Here are a few more details about the game. Some of this might not make sense if you haven’t played the game yet.

My goal was to re-create the stress and frustration that I felt when starting to work full-time. Before designing the game, I knew Twine could create games that loop endlessly, and I had previously played a flash game and a Twine game about a looping work day.

From there, I got the idea of having X amount needs but only being able to satisfy some of them. Five and two made sense since you can accomplish a couple things per evening but become overwhelmed over time.

Then, probably influenced by Papers, Please, I decided to add events and other elements to mix things up and increase frustration.
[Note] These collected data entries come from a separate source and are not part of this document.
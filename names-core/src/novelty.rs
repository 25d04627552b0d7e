//! Rejection of candidates too close to names already known.
//!
//! The similarity score is a bag-of-characters overlap, not an edit
//! distance: it only has to catch near-copies of short seed names.

/// Fraction of `candidate`'s characters that occur anywhere in `other`,
/// relative to the longer of the two strings.
///
/// Counts characters of `candidate` with multiplicity, so `"aaa"` against
/// `"a"` scores `1.0`. Both inputs are compared as given; callers lowercase.
pub fn overlap_ratio(candidate: &str, other: &str) -> f64 {
	let longest = candidate.chars().count().max(other.chars().count());
	if longest == 0 {
		return 0.0;
	}
	let common = candidate.chars().filter(|c| other.contains(*c)).count();
	common as f64 / longest as f64
}

/// Returns `true` if `candidate` is an exact match, a substring match or a
/// near-copy of any name in `existing`.
///
/// # Notes
/// - Case-insensitive throughout.
/// - The overlap check only applies when both names are longer than two
///   characters; `threshold` is clamped to `0.0..=1.0`.
pub fn is_too_similar<I, S>(candidate: &str, existing: I, threshold: f64) -> bool
where
	I: IntoIterator<Item = S>,
	S: AsRef<str>,
{
	let threshold = threshold.clamp(0.0, 1.0);
	let name = candidate.to_lowercase();
	let name_len = name.chars().count();

	existing.into_iter().any(|other| {
		let other = other.as_ref().to_lowercase();
		if name == other || name.contains(&other) || other.contains(&name) {
			return true;
		}
		name_len > 2 && other.chars().count() > 2 && overlap_ratio(&name, &other) > threshold
	})
}

#[cfg(test)]
mod tests {
	use super::*;

	#[test]
	fn exact_match_is_too_similar() {
		assert!(is_too_similar("Kara", ["Kara"], 0.7));
		assert!(is_too_similar("KARA", ["kara"], 0.7));
	}

	#[test]
	fn unrelated_name_passes() {
		assert!(!is_too_similar("Zoltan", ["Kara"], 0.7));
		assert!(!is_too_similar("Zoltan", Vec::<String>::new(), 0.7));
	}

	#[test]
	fn substrings_both_ways() {
		assert!(is_too_similar("Brakka", ["Brak"], 1.0));
		assert!(is_too_similar("Ryn", ["Bryn"], 1.0));
	}

	#[test]
	fn overlap_above_threshold() {
		// "rako" against "kora": all four letters shared
		assert!((overlap_ratio("rako", "kora") - 1.0).abs() < f64::EPSILON);
		assert!(is_too_similar("Rako", ["Kora"], 0.7));
		assert!(!is_too_similar("Rako", ["Kora"], 1.0));
	}

	#[test]
	fn short_names_skip_overlap() {
		// "ox" vs "xo": full overlap but both too short to score
		assert!(!is_too_similar("Ox", ["Xo"], 0.0));
	}

	#[test]
	fn ratio_uses_longest_length() {
		assert!((overlap_ratio("ab", "abcd") - 0.5).abs() < f64::EPSILON);
		assert_eq!(overlap_ratio("", ""), 0.0);
	}
}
The work day loops infinitely. I didn’t include weekends or other breaks in order to keep the game short. The effects of neglecting needs are exagerated to show their long-term effects without having to play for long.

Thanks again to Norm Pothier, Suzanne Lapointe, Jesse Waterman, and Alex Deveau, who helped me out with testing. For the updated version of the game, I used a custom stylesheet from glorioustrainwrecks.com.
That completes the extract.